Philadephia jewelry designer, Stacey Lee Webber, creates her pieces from pennies and small coins—making art from what could easily be overlooked and discarded. The same can be said for her incredible studio and living space. Situated within the former Globe Dye Works factory–a space she calls home, work, and the location of her wedding–her space is one of the most uncommon I’ve ever visited. Aside from having been saved from scrapping and recycled, the factory is home to many other designers and just oozes creativity. Stacey’s studio also serves as storage for her creative friends’ projects that won’t fit anywhere else.

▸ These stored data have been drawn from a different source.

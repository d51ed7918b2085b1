//! Application settings structs, defaults and TOML persistence.
//!
//! All structs implement `Serialize`, `Deserialize`, `Default` and `Clone`
//! so they can be round-tripped through TOML files.  Every section is
//! `#[serde(default)]`, so a settings file only needs the keys it changes.

use anyhow::Result;
use serde::{Deserialize, Serialize};
use thiserror::Error;

use super::AppPaths;
use crate::audio::{CalibrationPolicy, CaptureConstraints, DecibelRange, WindowKind};

// ---------------------------------------------------------------------------
// ConfigError
// ---------------------------------------------------------------------------

/// A setting that parsed but is outside the range the meter can work with.
#[derive(Debug, Clone, PartialEq, Error)]
pub enum ConfigError {
    #[error("analysis.fft_size must be a power of two in 32..=32768, got {0}")]
    FftSize(usize),

    #[error("analysis.smoothing_time_constant must be within [0, 1], got {0}")]
    Smoothing(f32),

    #[error("analysis.min_decibels ({min}) must be below analysis.max_decibels ({max})")]
    AnalyserRange { min: f32, max: f32 },

    #[error("capture.buffer_samples ({buffer}) must hold a window of {fft_size} samples")]
    BufferTooSmall { buffer: usize, fft_size: usize },

    #[error("calibration.min_db ({min}) must be below calibration.max_db ({max})")]
    DecibelRange { min: f64, max: f64 },

    #[error("calibration.policy.{field} must be positive and finite, got {value}")]
    PolicyParameter { field: &'static str, value: f64 },

    #[error("calibration.policy.{field} must be finite, got {value}")]
    PolicyOffset { field: &'static str, value: f64 },

    #[error("ui.meter_floor_db ({floor}) must be below ui.meter_ceiling_db ({ceiling})")]
    MeterScale { floor: f64, ceiling: f64 },
}

// ---------------------------------------------------------------------------
// CaptureConfig
// ---------------------------------------------------------------------------

/// Microphone selection and the processing the meter asks the device for.
#[derive(Debug, Clone, Serialize, Deserialize)]
#[serde(default)]
pub struct CaptureConfig {
    /// Input device name; `None` means the system default.
    pub device: Option<String>,
    pub echo_cancellation: bool,
    pub noise_suppression: bool,
    /// Must stay off for meaningful readings.
    pub auto_gain_control: bool,
    /// Capacity of the capture ring buffer in mono samples.
    pub buffer_samples: usize,
}

impl Default for CaptureConfig {
    fn default() -> Self {
        let c = CaptureConstraints::default();
        Self {
            device: c.device,
            echo_cancellation: c.echo_cancellation,
            noise_suppression: c.noise_suppression,
            auto_gain_control: c.auto_gain_control,
            buffer_samples: c.buffer_samples,
        }
    }
}

impl CaptureConfig {
    pub fn to_constraints(&self) -> CaptureConstraints {
        CaptureConstraints {
            device: self.device.clone(),
            echo_cancellation: self.echo_cancellation,
            noise_suppression: self.noise_suppression,
            auto_gain_control: self.auto_gain_control,
            buffer_samples: self.buffer_samples,
        }
    }
}

// ---------------------------------------------------------------------------
// AnalysisConfig
// ---------------------------------------------------------------------------

/// Shape of the window each meter tick analyses.
#[derive(Debug, Clone, Serialize, Deserialize)]
#[serde(default)]
pub struct AnalysisConfig {
    pub window_kind: WindowKind,
    /// Time-domain samples per analysis (the frequency variant yields half
    /// as many bins).
    pub fft_size: usize,
    /// Frequency variant only: weight of the previous tick's magnitudes.
    pub smoothing_time_constant: f32,
    /// Frequency variant only: dB mapped to byte 0.
    pub min_decibels: f32,
    /// Frequency variant only: dB mapped to byte 255.
    pub max_decibels: f32,
}

impl Default for AnalysisConfig {
    fn default() -> Self {
        Self {
            window_kind: WindowKind::default(),
            fft_size: 2048,
            smoothing_time_constant: 0.8,
            min_decibels: -100.0,
            max_decibels: -30.0,
        }
    }
}

// ---------------------------------------------------------------------------
// CalibrationConfig
// ---------------------------------------------------------------------------

/// RMS → dB mapping and the clamp range of the result.
#[derive(Debug, Clone, Serialize, Deserialize)]
#[serde(default)]
pub struct CalibrationConfig {
    pub min_db: f64,
    pub max_db: f64,
    pub policy: CalibrationPolicy,
}

impl Default for CalibrationConfig {
    fn default() -> Self {
        let range = DecibelRange::default();
        Self {
            min_db: range.min_db,
            max_db: range.max_db,
            policy: CalibrationPolicy::default(),
        }
    }
}

impl CalibrationConfig {
    pub fn range(&self) -> DecibelRange {
        DecibelRange {
            min_db: self.min_db,
            max_db: self.max_db,
        }
    }
}

// ---------------------------------------------------------------------------
// UiConfig
// ---------------------------------------------------------------------------

/// egui window appearance and meter scale settings.
#[derive(Debug, Clone, Serialize, Deserialize)]
#[serde(default)]
pub struct UiConfig {
    /// Reading shown as an empty bar.
    pub meter_floor_db: f64,
    /// Reading shown as a full bar.
    pub meter_ceiling_db: f64,
    /// Keep the meter floating above all other windows.
    pub always_on_top: bool,
    /// Window position `(x, y)` in screen pixels, stored when the window
    /// closes.  `None` means let the OS / window manager pick a position.
    pub window_position: Option<(f32, f32)>,
}

impl Default for UiConfig {
    fn default() -> Self {
        Self {
            meter_floor_db: 30.0,
            meter_ceiling_db: 100.0,
            always_on_top: false,
            window_position: None,
        }
    }
}

// ---------------------------------------------------------------------------
// AppConfig  (top-level)
// ---------------------------------------------------------------------------

/// Top-level application configuration, serialised as `settings.toml`.
///
/// # Persistence
///
/// ```rust,no_run
/// use decibel_meter::config::AppConfig;
///
/// // Load (returns Default when file is missing)
/// let config = AppConfig::load().unwrap();
/// config.validate().unwrap();
///
/// // Modify and save
/// // config.save().unwrap();
/// ```
#[derive(Debug, Clone, Default, Serialize, Deserialize)]
#[serde(default)]
pub struct AppConfig {
    /// Microphone settings.
    pub capture: CaptureConfig,
    /// Window shape / analyser settings.
    pub analysis: AnalysisConfig,
    /// Decibel mapping settings.
    pub calibration: CalibrationConfig,
    /// UI / window settings.
    pub ui: UiConfig,
}

impl AppConfig {
    /// Load configuration from the platform-appropriate `settings.toml`.
    ///
    /// Returns `Ok(AppConfig::default())` when the file does not exist yet
    /// (first-run scenario) so callers never need to special-case a missing
    /// file.
    pub fn load() -> Result<Self> {
        Self::load_from(&AppPaths::new().settings_file)
    }

    /// Load from an explicit path (useful for tests).
    pub fn load_from(path: &std::path::Path) -> Result<Self> {
        if !path.exists() {
            return Ok(Self::default());
        }
        let content = std::fs::read_to_string(path)?;
        let config: Self = toml::from_str(&content)?;
        Ok(config)
    }

    /// Save configuration to the platform-appropriate `settings.toml`,
    /// creating parent directories as needed.
    pub fn save(&self) -> Result<()> {
        self.save_to(&AppPaths::new().settings_file)
    }

    /// Save to an explicit path (useful for tests).
    pub fn save_to(&self, path: &std::path::Path) -> Result<()> {
        if let Some(parent) = path.parent() {
            std::fs::create_dir_all(parent)?;
        }
        let content = toml::to_string_pretty(self)?;
        std::fs::write(path, content)?;
        Ok(())
    }

    /// Record the window position in the platform-appropriate
    /// `settings.toml`.
    pub fn store_window_position(position: (f32, f32)) -> Result<()> {
        Self::store_window_position_to(&AppPaths::new().settings_file, position)
    }

    /// Record the window position at `path`, keeping every other value that
    /// file holds.  A malformed file is left untouched.
    pub fn store_window_position_to(path: &std::path::Path, position: (f32, f32)) -> Result<()> {
        let mut config = Self::load_from(path)?;
        config.ui.window_position = Some(position);
        config.save_to(path)
    }

    /// Check every value the meter depends on.  Reports the first problem.
    pub fn validate(&self) -> std::result::Result<(), ConfigError> {
        let a = &self.analysis;
        if !a.fft_size.is_power_of_two() || !(32..=32_768).contains(&a.fft_size) {
            return Err(ConfigError::FftSize(a.fft_size));
        }
        if !(0.0..=1.0).contains(&a.smoothing_time_constant) {
            return Err(ConfigError::Smoothing(a.smoothing_time_constant));
        }
        if !(a.min_decibels < a.max_decibels) {
            return Err(ConfigError::AnalyserRange {
                min: a.min_decibels,
                max: a.max_decibels,
            });
        }
        if self.capture.buffer_samples < a.fft_size {
            return Err(ConfigError::BufferTooSmall {
                buffer: self.capture.buffer_samples,
                fft_size: a.fft_size,
            });
        }

        let c = &self.calibration;
        if !(c.min_db.is_finite() && c.max_db.is_finite() && c.min_db < c.max_db) {
            return Err(ConfigError::DecibelRange {
                min: c.min_db,
                max: c.max_db,
            });
        }
        validate_policy(&c.policy)?;

        let ui = &self.ui;
        if !(ui.meter_floor_db.is_finite()
            && ui.meter_ceiling_db.is_finite()
            && ui.meter_floor_db < ui.meter_ceiling_db)
        {
            return Err(ConfigError::MeterScale {
                floor: ui.meter_floor_db,
                ceiling: ui.meter_ceiling_db,
            });
        }

        Ok(())
    }
}

fn validate_policy(policy: &CalibrationPolicy) -> std::result::Result<(), ConfigError> {
    let positive = |field: &'static str, value: f64| {
        if value.is_finite() && value > 0.0 {
            Ok(())
        } else {
            Err(ConfigError::PolicyParameter { field, value })
        }
    };
    let finite = |field: &'static str, value: f64| {
        if value.is_finite() {
            Ok(())
        } else {
            Err(ConfigError::PolicyOffset { field, value })
        }
    };

    match *policy {
        CalibrationPolicy::PressureReferenced {
            sensitivity,
            pressure_scale,
            reference_pressure,
            offset_db,
        } => {
            positive("sensitivity", sensitivity)?;
            positive("pressure_scale", pressure_scale)?;
            positive("reference_pressure", reference_pressure)?;
            finite("offset_db", offset_db)
        }
        CalibrationPolicy::SelfReferenced {
            anchor_rms,
            anchor_db,
        } => {
            positive("anchor_rms", anchor_rms)?;
            finite("anchor_db", anchor_db)
        }
    }
}

// ---------------------------------------------------------------------------
// Tests
// ---------------------------------------------------------------------------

After I was done drooling over the space, I got to know one of our artists in a deeper way. Behind the beautiful necklaces and cufflinks on our site is a process of sawing, filing, and tiny metal splinters, creating the kind of dichotomy that makes handmade pieces like hers so special. When I see a coin, I see an opportunity for a Tootsie Pop. When Stacey sees a coin, she sees art–just another reason why it’s so fun to try to get inside the mind of our designers.
Take a stroll around Stacey’s creative space and get to know this Uncommon Artist.
What are your most essential tools?
Jeweler’s saw, ring clamp, files.
Where do you find inspiration within this space?
The factory walls, doors, and textures.
Where does down time fit into a day in the studio?
Down time… what’s that?
What was the toughest lesson you learned as a young designer starting a business?
Don’t say yes to everything!
What advice would you offer the you of 5 years ago?
Stay positive, it’s a long road ahead.
How do you set goals for yourself?
Because I teach, goals are generally broken down into fall, spring, and summer semesters.
How and when do you decide to celebrate a victory?
I usually celebrate when I sell a big piece of artwork with a great meal and a relaxing night of friends and drinks.
What quote keeps you motivated?
Things may come to those who wait, but only the things left by those who hussle. -Abraham Lincoln
What are some new skills you are trying to acquire to perfect your craft?
I am always looking at new techniques in technological advances–3D modeling, laser cutting. I haven’t used or learned these skills yet, but know that I will need them in the near future.
How do you recharge your creativity?
Go to NYC- see exhibits, go to artist studios, and have friends that are making things and are active artists.
Where does collaboration come into play with your craft?
Generally, collaboration doesn’t come to play very often. I make most all of my work, although I currently have a collaboration series with artist , a ceramicist, where I making metal lids and he is making jars.